BCM and Vendors: Opening Up About Disasters & Contingencies

            A funny thing happened on the way towards building a Pandemic Plan; we wondered if our vendors, suppliers and partners had a Business Continuity Management (BCM) program and/or a pandemic plan as well.  How novel.  This was a bit shocking that there was suddenly all this talk about vendors and suppliers needing BCM program and related plans. I mean, shouldn’t they have had these before?  You can’t tell me that no one had thought about this prior to the H1N1 pandemic this year.  Didn’t we think of this when SARS hit – or at least after SARS hit (for those countries hit by it)? 

            If we – as an industry – believe that every corporation / organization / company should have a BCM program (or BRP Program or Disaster Program or any other name you want to give it) then this ‘sudden’ realization that we need to investigate out vendors is truly surprising. 

            In my personal view, before I would sign up with a vendor or supplier, I’d want to know about their BCM program and their Information Security processes and quite a few other things.  Before I sign on the dotted line, I want to make sure that the product or service I’m purchasing has at least a reasonable chance of continuing when disaster or some level of strife erupts.  Any vendor that ‘wing it’ when a DR hits isn’t going to get my business because I know they aren’t prepared.  And let’s face it, if they don’t have a program in place then what’s that say about how they feel about their employee’s health and safety and the relationships they want to develop with customers – me.  It says they just want my money while they can get it. 

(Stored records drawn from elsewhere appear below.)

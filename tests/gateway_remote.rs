mod common;

use sqlx::SqlitePool;
use tokio::sync::mpsc;

use snaplink::client::{Gateway, RemoteGateway};
use snaplink::domain::log_event::AuditEvent;
use snaplink::error::AppError;

/// Serves the full application router on an ephemeral port.
///
/// The audit receiver is returned so the channel stays open for the test's
/// lifetime (a closed channel degrades the health check).
async fn spawn_server(pool: SqlitePool) -> (String, mpsc::Receiver<AuditEvent>) {
    let (state, rx) = common::create_test_state(pool);
    let app = common::test_app(state);

    let listener = tokio::net::TcpListener::bind("127.0.0.1:0").await.unwrap();
    let addr = listener.local_addr().unwrap();

    tokio::spawn(async move {
        axum::serve(listener, app).await.unwrap();
    });

    (format!("http://{addr}"), rx)
}

#[sqlx::test]
async fn test_remote_user_lifecycle(pool: SqlitePool) {
    let (base, _rx) = spawn_server(pool).await;

    let gw = RemoteGateway::new(&base, "alice".to_string(), "correct horse".to_string()).unwrap();

    // Registration is public, so it works before any login.
    let created = gw.create_user("alice", "correct horse").await.unwrap();
    assert_eq!(created.username, "alice");

    // First authorized call triggers the password flow.
    let shown = gw.show_user("alice").await.unwrap();
    assert_eq!(shown.id, created.id);

    gw.remove_user("alice").await.unwrap();
}

#[sqlx::test]
async fn test_remote_redirect_lifecycle(pool: SqlitePool) {
    let (base, _rx) = spawn_server(pool.clone()).await;
    common::create_test_user(&pool, "alice", "correct horse").await;

    let gw = RemoteGateway::new(&base, "alice".to_string(), "correct horse".to_string()).unwrap();

    let created = gw
        .add_redirect(
            Some("docs".to_string()),
            "https://example.com/docs".to_string(),
            Some(301),
            Some("moved".to_string()),
        )
        .await
        .unwrap();
    assert_eq!(created.short_link, "docs");
    assert_eq!(created.response_status, 301);

    let (items, total) = gw.list_redirects(1, 10).await.unwrap();
    assert_eq!(total, 1);
    assert_eq!(items[0].short_link, "docs");

    let updated = gw
        .update_redirect(
            "docs",
            Some("https://example.com/new".to_string()),
            None,
            None,
        )
        .await
        .unwrap();
    assert_eq!(updated.url, "https://example.com/new");

    gw.remove_redirect("docs").await.unwrap();

    let result = gw.show_redirect("docs").await;
    assert!(matches!(result, Err(AppError::NotFound { .. })));
}

#[sqlx::test]
async fn test_remote_propagates_error_envelope(pool: SqlitePool) {
    let (base, _rx) = spawn_server(pool.clone()).await;
    common::create_test_user(&pool, "alice", "correct horse").await;
    common::create_test_redirect(&pool, "docs", "https://example.com").await;

    let gw = RemoteGateway::new(&base, "alice".to_string(), "correct horse".to_string()).unwrap();

    let result = gw
        .add_redirect(
            Some("docs".to_string()),
            "https://other.com".to_string(),
            None,
            None,
        )
        .await;

    match result {
        Err(AppError::Conflict { message, .. }) => {
            assert!(message.contains("Short link"));
        }
        other => panic!("expected conflict, got {:?}", other),
    }
}

#[sqlx::test]
async fn test_remote_bad_credentials(pool: SqlitePool) {
    let (base, _rx) = spawn_server(pool.clone()).await;
    common::create_test_user(&pool, "alice", "correct horse").await;

    let gw = RemoteGateway::new(&base, "alice".to_string(), "wrong password".to_string()).unwrap();

    let result = gw.show_user("alice").await;
    assert!(matches!(result, Err(AppError::Unauthorized { .. })));
}

#[sqlx::test]
async fn test_remote_rejects_log_listing(pool: SqlitePool) {
    let (base, _rx) = spawn_server(pool).await;

    let gw = RemoteGateway::new(&base, "alice".to_string(), "correct horse".to_string()).unwrap();

    let result = gw.list_log(1, 10).await;
    assert!(matches!(result, Err(AppError::Validation { .. })));
}

#[sqlx::test]
async fn test_remote_check_hits_health(pool: SqlitePool) {
    let (base, _rx) = spawn_server(pool).await;

    let gw = RemoteGateway::new(&base, "alice".to_string(), "correct horse".to_string()).unwrap();

    let status = gw.check().await.unwrap();
    assert!(status.contains("healthy"));
}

            Still, not all vendors and suppliers are like this.  Many have plans and program in place and take it quite seriously.  It’s these companies that I would do business with and would want to build a relationship because I would know (as a BCM person) that they are serious about ensuring I – as the customer – continue to receive my products or services under any circumstance.  That’s real customer service at work.  It also tells me that they really do take seriously the well-being of their employees because if – as many corporations state – employees are their #1 asset/resource/concern, then a BCM program and everything related to it would ensure their safety first. 

            Here’s just a few considerations you might want to think of when you’re looking for a new vendor or supplier.  Make some of these your criteria for choosing them and compare the responses to other vendors, which you might have done through the Request For Proposal (RFP) process.  Remember, this is just a few ideas related to vendors and isn’t intended to be a formal list about BCM RFP’s.  Some will be considerations you need to take when they – the vendor – has a situation, which can cause a situation for you. 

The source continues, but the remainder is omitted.